Task details. Please retype every entry below, keeping it exactly the same.

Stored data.
━━━━━━━━━━━━━━━━
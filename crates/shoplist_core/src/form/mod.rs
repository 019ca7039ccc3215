//! Edit-staging forms (view-model layer).
//!
//! # Responsibility
//! - Hold a draft copy of an entity's editable fields, detached from the
//!   store, so leaving a form without saving changes nothing.
//! - Commit drafts through the services and report which list projections
//!   the caller must re-fetch.
//! - Defer confirmed deletions until the view has closed.
//!
//! # Invariants
//! - `load` initializes the draft exactly once per session.
//! - Deletion runs in `finish_dismiss`, never in `request_delete`.

pub mod item_form;
pub mod location_form;
pub mod session;

use crate::service::item_service::ItemServiceError;
use crate::service::location_service::LocationServiceError;
use std::error::Error;
use std::fmt::{Display, Formatter};

pub use session::FormPhase;

/// Sorted/filtered list a view renders.
#[derive(Debug, Clone, Copy, PartialEq, Eq, PartialOrd, Ord, Hash)]
pub enum Projection {
    /// Items with `on_list == true`.
    ShoppingList,
    /// Items with `on_list == false`.
    Purchased,
    /// Locations with item counts.
    Locations,
}

impl Projection {
    /// Item list projection holding items with the given `on_list` value.
    pub fn for_partition(on_list: bool) -> Self {
        if on_list {
            Self::ShoppingList
        } else {
            Self::Purchased
        }
    }
}

/// Successful commit: the stored record plus projections to re-query.
#[derive(Debug, Clone, PartialEq)]
pub struct FormOutcome<T> {
    pub record: T,
    pub refresh: Vec<Projection>,
}

/// Result of closing a form view.
#[derive(Debug, Clone, PartialEq, Eq, Default)]
pub struct DismissOutcome {
    /// Whether a staged deletion ran.
    pub deleted: bool,
    pub refresh: Vec<Projection>,
}

/// Form-level errors.
#[derive(Debug)]
pub enum FormError {
    /// `load` has not been called for this session.
    NotLoaded,
    /// The session already committed, cancelled or staged a deletion.
    SessionClosed,
    /// Required fields are blank.
    CannotCommit,
    /// The form edits a new entity; there is nothing to delete.
    NothingToDelete,
    /// Deletion is disabled for this form (or target).
    DeletionNotAllowed,
    Location(LocationServiceError),
    Item(ItemServiceError),
}

impl Display for FormError {
    fn fmt(&self, f: &mut Formatter<'_>) -> std::fmt::Result {
        match self {
            Self::NotLoaded => write!(f, "form draft has not been loaded"),
            Self::SessionClosed => write!(f, "form session is closed"),
            Self::CannotCommit => write!(f, "form cannot be saved: name is required"),
            Self::NothingToDelete => write!(f, "form has no stored entity to delete"),
            Self::DeletionNotAllowed => write!(f, "deletion is not allowed from this form"),
            Self::Location(err) => write!(f, "{err}"),
            Self::Item(err) => write!(f, "{err}"),
        }
    }
}

impl Error for FormError {
    fn source(&self) -> Option<&(dyn Error + 'static)> {
        match self {
            Self::Location(err) => Some(err),
            Self::Item(err) => Some(err),
            _ => None,
        }
    }
}

impl From<LocationServiceError> for FormError {
    fn from(value: LocationServiceError) -> Self {
        Self::Location(value)
    }
}

impl From<ItemServiceError> for FormError {
    fn from(value: ItemServiceError) -> Self {
        Self::Item(value)
    }
}

fn refresh_set(projections: impl IntoIterator<Item = Projection>) -> Vec<Projection> {
    let mut refresh: Vec<Projection> = projections.into_iter().collect();
    refresh.sort();
    refresh.dedup();
    refresh
}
━━━━━━━━━━━━━━━━
Solution to this task.
filename crates/shoplist_core/src/form/mod.rs
repository 019ca7039ccc3215
//! Edit-staging forms (view-model layer).
//!
//! # Responsibility
//! - Hold a draft copy of an entity's editable fields, detached from the
//!   store, so leaving a form without saving changes nothing.
//! - Commit drafts through the services and report which list projections
//!   the caller must re-fetch.
//! - Defer confirmed deletions until the view has closed.
//!
//! # Invariants
//! - `load` initializes the draft exactly once per session.
//! - Deletion runs in `finish_dismiss`, never in `request_delete`.

pub mod item_form;
pub mod location_form;
pub mod session;

use crate::service::item_service::ItemServiceError;
use crate::service::location_service::LocationServiceError;
use std::error::Error;
use std::fmt::{Display, Formatter};

pub use session::FormPhase;

/// Sorted/filtered list a view renders.
#[derive(Debug, Clone, Copy, PartialEq, Eq, PartialOrd, Ord, Hash)]
pub enum Projection {
    /// Items with `on_list == true`.
    ShoppingList,
    /// Items with `on_list == false`.
    Purchased,
    /// Locations with item counts.
    Locations,
}

impl Projection {
    /// Item list projection holding items with the given `on_list` value.
    pub fn for_partition(on_list: bool) -> Self {
        if on_list {
            Self::ShoppingList
        } else {
            Self::Purchased
        }
    }
}

/// Successful commit: the stored record plus projections to re-query.
#[derive(Debug, Clone, PartialEq)]
pub struct FormOutcome<T> {
    pub record: T,
    pub refresh: Vec<Projection>,
}

/// Result of closing a form view.
#[derive(Debug, Clone, PartialEq, Eq, Default)]
pub struct DismissOutcome {
    /// Whether a staged deletion ran.
    pub deleted: bool,
    pub refresh: Vec<Projection>,
}

/// Form-level errors.
#[derive(Debug)]
pub enum FormError {
    /// `load` has not been called for this session.
    NotLoaded,
    /// The session already committed, cancelled or staged a deletion.
    SessionClosed,
    /// Required fields are blank.
    CannotCommit,
    /// The form edits a new entity; there is nothing to delete.
    NothingToDelete,
    /// Deletion is disabled for this form (or target).
    DeletionNotAllowed,
    Location(LocationServiceError),
    Item(ItemServiceError),
}

impl Display for FormError {
    fn fmt(&self, f: &mut Formatter<'_>) -> std::fmt::Result {
        match self {
            Self::NotLoaded => write!(f, "form draft has not been loaded"),
            Self::SessionClosed => write!(f, "form session is closed"),
            Self::CannotCommit => write!(f, "form cannot be saved: name is required"),
            Self::NothingToDelete => write!(f, "form has no stored entity to delete"),
            Self::DeletionNotAllowed => write!(f, "deletion is not allowed from this form"),
            Self::Location(err) => write!(f, "{err}"),
            Self::Item(err) => write!(f, "{err}"),
        }
    }
}

impl Error for FormError {
    fn source(&self) -> Option<&(dyn Error + 'static)> {
        match self {
            Self::Location(err) => Some(err),
            Self::Item(err) => Some(err),
            _ => None,
        }
    }
}

impl From<LocationServiceError> for FormError {
    fn from(value: LocationServiceError) -> Self {
        Self::Location(value)
    }
}

impl From<ItemServiceError> for FormError {
    fn from(value: ItemServiceError) -> Self {
        Self::Item(value)
    }
}

fn refresh_set(projections: impl IntoIterator<Item = Projection>) -> Vec<Projection> {
    let mut refresh: Vec<Projection> = projections.into_iter().collect();
    refresh.sort();
    refresh.dedup();
    refresh
}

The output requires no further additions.